ABOUT THIS TASK: If a line in the records below contains "fixed", copy that line.

—————

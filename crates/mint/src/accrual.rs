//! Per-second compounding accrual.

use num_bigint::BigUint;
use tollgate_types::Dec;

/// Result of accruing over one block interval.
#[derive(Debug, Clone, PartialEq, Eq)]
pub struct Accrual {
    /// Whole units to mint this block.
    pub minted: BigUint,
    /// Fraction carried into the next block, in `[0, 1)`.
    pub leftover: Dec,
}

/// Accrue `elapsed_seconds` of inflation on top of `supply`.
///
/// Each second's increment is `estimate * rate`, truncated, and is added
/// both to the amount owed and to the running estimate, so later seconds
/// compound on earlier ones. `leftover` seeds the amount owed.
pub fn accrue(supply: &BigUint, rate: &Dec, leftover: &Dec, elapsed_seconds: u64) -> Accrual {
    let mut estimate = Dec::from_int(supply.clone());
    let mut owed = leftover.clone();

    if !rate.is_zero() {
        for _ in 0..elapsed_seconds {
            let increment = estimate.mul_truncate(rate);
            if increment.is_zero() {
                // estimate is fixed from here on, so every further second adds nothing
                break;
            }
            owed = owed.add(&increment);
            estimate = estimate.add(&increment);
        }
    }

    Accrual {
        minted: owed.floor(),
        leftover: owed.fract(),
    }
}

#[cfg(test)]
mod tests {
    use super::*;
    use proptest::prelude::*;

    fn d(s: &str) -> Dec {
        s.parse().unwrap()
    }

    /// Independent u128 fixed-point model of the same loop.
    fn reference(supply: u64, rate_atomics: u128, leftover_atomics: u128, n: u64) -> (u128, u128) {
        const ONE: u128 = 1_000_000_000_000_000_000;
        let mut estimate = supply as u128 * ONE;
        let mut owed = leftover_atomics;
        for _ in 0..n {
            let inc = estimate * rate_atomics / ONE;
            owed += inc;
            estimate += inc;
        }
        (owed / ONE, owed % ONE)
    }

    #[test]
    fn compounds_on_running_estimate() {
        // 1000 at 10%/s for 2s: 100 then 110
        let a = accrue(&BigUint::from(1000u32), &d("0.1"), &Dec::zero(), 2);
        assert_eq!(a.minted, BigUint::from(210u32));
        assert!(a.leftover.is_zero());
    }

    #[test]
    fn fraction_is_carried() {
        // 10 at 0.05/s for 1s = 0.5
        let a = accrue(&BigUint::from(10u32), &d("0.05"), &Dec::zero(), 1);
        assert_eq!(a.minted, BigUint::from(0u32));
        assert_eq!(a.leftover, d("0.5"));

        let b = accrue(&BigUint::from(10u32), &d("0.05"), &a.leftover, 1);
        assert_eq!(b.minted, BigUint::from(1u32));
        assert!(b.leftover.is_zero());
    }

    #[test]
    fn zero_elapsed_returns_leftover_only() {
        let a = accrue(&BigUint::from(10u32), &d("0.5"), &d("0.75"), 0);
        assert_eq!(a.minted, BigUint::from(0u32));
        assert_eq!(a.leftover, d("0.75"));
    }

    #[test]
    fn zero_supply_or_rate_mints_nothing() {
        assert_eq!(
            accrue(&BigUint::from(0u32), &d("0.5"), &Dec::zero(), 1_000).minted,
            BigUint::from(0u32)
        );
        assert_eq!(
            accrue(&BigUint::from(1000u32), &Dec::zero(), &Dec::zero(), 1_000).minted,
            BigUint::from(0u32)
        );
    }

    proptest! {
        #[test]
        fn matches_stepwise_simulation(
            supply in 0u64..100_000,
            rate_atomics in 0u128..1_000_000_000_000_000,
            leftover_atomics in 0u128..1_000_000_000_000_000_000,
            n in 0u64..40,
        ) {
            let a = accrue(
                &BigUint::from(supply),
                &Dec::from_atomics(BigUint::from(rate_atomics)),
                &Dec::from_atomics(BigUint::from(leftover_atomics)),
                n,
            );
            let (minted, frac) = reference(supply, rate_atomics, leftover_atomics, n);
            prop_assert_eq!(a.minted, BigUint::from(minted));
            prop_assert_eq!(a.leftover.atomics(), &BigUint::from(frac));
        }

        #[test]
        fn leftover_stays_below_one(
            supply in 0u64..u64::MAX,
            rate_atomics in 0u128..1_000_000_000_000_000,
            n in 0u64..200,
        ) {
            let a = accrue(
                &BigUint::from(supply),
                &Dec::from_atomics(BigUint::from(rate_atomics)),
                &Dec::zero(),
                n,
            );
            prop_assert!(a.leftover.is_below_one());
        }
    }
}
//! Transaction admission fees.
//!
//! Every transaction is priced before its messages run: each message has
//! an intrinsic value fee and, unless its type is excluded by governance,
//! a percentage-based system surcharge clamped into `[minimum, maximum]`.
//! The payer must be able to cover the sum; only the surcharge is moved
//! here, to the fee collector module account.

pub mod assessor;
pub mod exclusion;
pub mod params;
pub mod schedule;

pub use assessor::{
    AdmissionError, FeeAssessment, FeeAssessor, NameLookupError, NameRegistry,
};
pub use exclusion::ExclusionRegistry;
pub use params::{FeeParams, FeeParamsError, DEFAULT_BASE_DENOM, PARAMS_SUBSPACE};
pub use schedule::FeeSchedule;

—————

RESULT BELOW:
                // estimate is fixed from here on, so every further second adds nothing
    /// Independent u128 fixed-point model of the same loop.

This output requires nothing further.